Toll-like receptors (TLRs) are a class of pattern-recognition receptors that recognize pathogen- and damage-associated molecular patterns and initiate immune responses. TLRs selectively recruit distinct adapter molecules such as the myeloid differentiation primary response protein 88 (MyD88) that mediates signaling downstream of all TLRs, with the exception of TLR3. To investigate TLR signaling pathways in fish, we engineered a knockout clonal epitheliod fish cell line, named MYD88C2, using CRISPR/Cas9-mediated genome editing to disrupt the myd88 gene. We characterized the phenotype of this cell line alongside a wild-type cell line through gene-expression profiling and reporter-gene analyses in the context of stimulation with heat-killed Vibrio anguillarum, heat-killed Escherichia coli, flagellin, zymosan, and inoculation with a panel of viruses.

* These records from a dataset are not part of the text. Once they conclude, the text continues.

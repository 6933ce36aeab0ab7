/*!
contact3d
=========

**contact3d** is the narrow-phase of a 3-dimensional collision detection
library: given two posed and scaled shapes (or a ray and a shape) it decides
whether they touch and computes contact points, normals, and penetration
depths.

The crate is organized as follows:

* [`shape`]: the support-mapping contract and the shapes implementing it.
* [`query`]: GJK, ray casting, triangle-triangle SAT, contact sets and the
  collision dispatcher.
* [`transformation`]: the DCEL half-edge mesh and its conversions from/to
  indexed triangle meshes.

*/

#![deny(non_camel_case_types)]
#![deny(unused_parens)]
#![deny(non_upper_case_globals)]
#![deny(unused_results)]
#![warn(missing_docs)]
#![warn(unused_imports)]
#![allow(missing_copy_implementations)]
#![allow(clippy::too_many_arguments)]
#![allow(clippy::module_inception)]
#![allow(clippy::manual_range_contains)] // This usually makes it way more verbose that it could be.
#![deny(unused_qualifications)]

#[cfg(feature = "serde")]
#[macro_use]
extern crate serde;
#[macro_use]
extern crate approx;
extern crate num_traits as num;

pub extern crate nalgebra as na;

pub mod query;
pub mod shape;
pub mod transformation;
pub mod utils;

mod real {
    /// The scalar type used throughout this crate.
    #[cfg(feature = "f64")]
    pub use f64 as Real;

    /// The scalar type used throughout this crate.
    #[cfg(feature = "f32")]
    pub use f32 as Real;
}

/// Compilation flags dependent aliases for mathematical types.
#[cfg(feature = "dim3")]
pub mod math {
    pub use super::real::*;
    pub use na::{Isometry3, Matrix3, Point3, Translation3, UnitVector3, Vector3};
    use na::{UnitQuaternion, U3};

    /// The default tolerance used for geometric operations.
    pub const DEFAULT_EPSILON: Real = Real::EPSILON;

    /// The dimension of the space.
    pub const DIM: usize = 3;

    /// The dimension of the ambient space.
    pub type Dim = U3;

    /// The point type.
    pub use Point3 as Point;

    /// The vector type.
    pub use Vector3 as Vector;

    /// The unit vector type.
    pub use UnitVector3 as UnitVector;

    /// The matrix type.
    pub use Matrix3 as Matrix;

    /// The transformation matrix type.
    pub use Isometry3 as Isometry;

    /// The rotation matrix type.
    pub type Rotation<N> = UnitQuaternion<N>;

    /// The translation type.
    pub use Translation3 as Translation;
}
//! Various unsorted geometrical and logical operators.

pub use self::hashable_partial_eq::HashablePartialEq;

mod hashable_partial_eq;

We demonstrate that the proinflammatory response to zymosan and flagellin, as measured through the induction of proinflammatory genes, was greatly reduced in the MYD88C2 cell line. The responsiveness to zymosan was found to be partially restored by transfecting the MYD88C2 cell line with a myd88-expression plasmid. In contrast, the loss of the myd88 gene had no impact on the cytopathic effect associated with the replication of viral haemorrhagic septicemia virus (VHSV), infectious haematopoietic necrosis virus (IHNV), infectious pancreatic necrosis virus (IPNV), spring viraemia of carp virus (SVCV) or infectious salmon anaemia virus (ISAV). These findings highlight the critical role of MyD88 in mediating specific proinflammatory responses to bacterial and fungal stimuli, while its absence has no detectable impact on viral replication or cytopathogenicity in epithelioid fish cells under the conditions tested.